On a beaucoup parlé à sa sortie, à la fin de l’année dernière, du livre Stop, de Laurent de Bartillat et Simon Retallack (Seuil) : un état des lieux complet des diverses dégradations subies par la Terre (pollution carbonique, pollution chimique, déforestation, pesticides, épuisement des sols et des réserves d’eau, pollution génétique...), ponctué d’interventions de personnalités comme Arundhati Roy, Edgar Morin ou Vandana Shiva, et de listes des actions nécessaires, tant au niveau individuel qu’au niveau étatique, pour remédier à chaque situation. Je l’ai acheté il y a trois ou quatre mois... et, honte à moi, je ne l’ai pas encore ouvert, ou à peine. Etrange, ces livres qui donnent le sentiment d’être si incontournables qu’on finit par se contenter de savourer la satisfaction de les avoir sous la main en se dispensant de les lire, comme s’ils participaient d’une panoplie plus que d’un besoin de savoir viscéral... Est-ce que, suprême ironie, j’aurais acheté cette bible anti-consommation dans une démarche consumériste ? Hum... Ça n’est pas impossible...

En revanche, j’ai dévoré un autre livre, qui me semble tout aussi essentiel que le premier pour réfléchir à notre façon catastrophique d’habiter la terre : Forêts - Essai sur l’imaginaire occidental, de Robert Harrison (Champs Flammarion, 1992). « Une époque historique livre des révélations essentielles sur son idéologie, ses institutions et ses lois, ou son tempérament culturel, à travers les différentes manières dont elle traite ou considère ses forêts », tel est le postulat de l’auteur, et son livre, éblouissant de bout en bout, démontre à quel point il a raison.
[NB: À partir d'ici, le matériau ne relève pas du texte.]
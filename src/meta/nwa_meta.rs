//! VisualArt's NWA (`.nwa`): thin wrapper around [`NwaHeader::parse`]. NWA
//! carries no loop metadata of its own (loop points for visual-novel
//! engines using NWA typically come from an external script, out of scope
//! here); streams open as non-looping.

use super::Parser;
use crate::codecs::nwa::{Nwa, NwaHeader};
use crate::stream::{MetaType, Stream};
use crate::streamfile::Streamfile;

/// Parser for NWA differential-PCM streams.
#[derive(Debug, Default)]
pub struct NwaMeta;

impl Parser for NwaMeta {
    fn name(&self) -> &'static str {
        "VisualArt's NWA"
    }

    fn probe_and_open(&self, sf: &mut dyn Streamfile, subsong: u32) -> Option<Stream> {
        if super::normalize_subsong(subsong) != 1 {
            return None;
        }

        let header = NwaHeader::parse(sf)?;
        let data_start = 0x2c + u64::from(header.blocks) * 4;
        if data_start > sf.size() {
            return None;
        }

        let channels = header.channels;
        let sample_rate = header.sample_rate;
        let samplecount = header.samplecount;
        let datasize = u64::from(header.datasize);

        let decoder = Nwa { header };

        let mut stream = Stream::allocate(channels, MetaType::Nwa, crate::codecs::CodingType::Nwa, Box::new(decoder));
        stream.sample_rate = sample_rate;
        stream.num_samples = samplecount / u32::from(channels.max(1));
        stream.stream_size = datasize;
        stream.stream_index = 1;
        stream.num_streams = 1;
        stream.layout_type = crate::layout::Layout::None;

        stream.open_stream(sf, data_start);
        Some(stream)
    }
}

#[cfg(test)]
mod test {
    use super::{NwaMeta, Parser};
    use crate::streamfile::SliceFile;

    #[test]
    fn rejects_bad_channel_count() {
        let mut data = vec![0u8; 0x2c];
        data[0..2].copy_from_slice(&3i16.to_le_bytes());
        data[0x10..0x14].copy_from_slice(&1u32.to_le_bytes());
        let mut sf = SliceFile::new(data, "t.nwa");
        assert!(NwaMeta.probe_and_open(&mut sf, 0).is_none());
    }
}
En quelques épisodes brillamment choisis et commentés, c’est toute l’histoire de l’Occident, de la mythologie gréco-latine à La Nausée de Sartre en passant par Dante, Robin des Bois, Rousseau, Baudelaire, les contes des frères Grimm ou le Walden de Henry David Thoreau, qui redéfile devant nos yeux, réorganisée autour de ce thème essentiel du rapport aux forêts. Dans les premières pages, Harrison nous montre Gilgamesh, héros de la mythologie assyro-babylonienne, traumatisé d’avoir vu les corps de ses concitoyens descendre, après leur mort, le courant de la rivière qui serpente au-dehors des murailles de la ville ; plus tard, pris d’une rage destructrice, il déracinera des forêts entières, et ce sont les troncs d’arbres qui descendront à leur tour le courant : comme s’il se vengeait de l’indifférence de la nature à l’égard de la condition mortelle des êtres humains. Et Harrison remarque : « Il est désolant que les êtres humains n’aient jamais cessé au cours de l’histoire de reproduire le geste de Gilgamesh. La pulsion destructrice envers la nature a trop souvent des causes psychologiques qui dépassent l’envie de biens matériels ou le besoin de domestiquer l’environnement. »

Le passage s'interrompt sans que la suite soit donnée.